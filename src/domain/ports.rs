use crate::utils::error::Result;
use std::path::Path;

/// What the registrar needs to know about the project it edits.
pub trait ProjectModel {
    /// Whether a source file exists for the fully-qualified class name.
    fn source_exists(&self, class_name: &str) -> bool;
    fn resource_root(&self) -> &Path;
}

/// File access relative to the resource root. Errors carry the offending path.
pub trait Storage {
    fn exists(&self, path: &Path) -> bool;
    fn create_dir_all(&self, path: &Path) -> Result<()>;
    /// Creates an empty file; an existing file is left untouched.
    fn create_file(&self, path: &Path) -> Result<()>;
    fn read_to_string(&self, path: &Path) -> Result<String>;
    fn write(&self, path: &Path, contents: &str) -> Result<()>;
}
/// Directory holding one provider-configuration file per interface, relative to the resource root.
pub const SERVICES_DIRECTORY: &str = "META-INF/services";

#[cfg(windows)]
pub const LINE_SEPARATOR: &str = "\r\n";
#[cfg(not(windows))]
pub const LINE_SEPARATOR: &str = "\n";

#[derive(Debug, Clone, Copy, PartialEq, Eq)]
pub enum AppendOutcome {
    Appended,
    AlreadyPresent,
}

/// In-memory view of `META-INF/services/<interface>`: one implementation name per line.
#[derive(Debug, Clone, Default, PartialEq, Eq)]
pub struct RegistrationFile {
    lines: Vec<String>,
}

impl RegistrationFile {
    /// Splits on `\r\n`, `\n`, lone `\r`, NEL (U+0085) and the Unicode line and paragraph
    /// separators (U+2028, U+2029). A final terminator does not open a new line.
    pub fn parse(content: &str) -> Self {
        let mut lines = Vec::new();
        let mut current = String::new();
        let mut chars = content.chars().peekable();

        while let Some(c) = chars.next() {
            match c {
                '\r' => {
                    if chars.peek() == Some(&'\n') {
                        chars.next();
                    }
                    lines.push(std::mem::take(&mut current));
                }
                '\n' | '\u{0085}' | '\u{2028}' | '\u{2029}' => {
                    lines.push(std::mem::take(&mut current))
                }
                other => current.push(other),
            }
        }

        if !current.is_empty() {
            lines.push(current);
        }

        Self { lines }
    }

    pub fn lines(&self) -> &[String] {
        &self.lines
    }

    pub fn is_empty(&self) -> bool {
        self.lines.is_empty()
    }

    /// Exact, case-sensitive whole-line comparison.
    pub fn contains(&self, implementation: &str) -> bool {
        self.lines.iter().any(|line| line == implementation)
    }

    pub fn append(&mut self, implementation: &str) -> AppendOutcome {
        if self.contains(implementation) {
            return AppendOutcome::AlreadyPresent;
        }
        self.lines.push(implementation.to_string());
        AppendOutcome::Appended
    }

    /// Separators only between lines, never after the last one.
    pub fn render(&self) -> String {
        self.lines.join(LINE_SEPARATOR)
    }
}

#[derive(Debug, Clone, PartialEq, Eq)]
pub struct RegistrationPreview {
    /// Registration file path relative to the resource root.
    pub path: std::path::PathBuf,
    pub file_exists: bool,
    pub contents: String,
}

_ _ _ _ _

- Directions -
Copy out all the lines of the records that include "trait".

- Written response -
pub trait ProjectModel {
pub trait Storage {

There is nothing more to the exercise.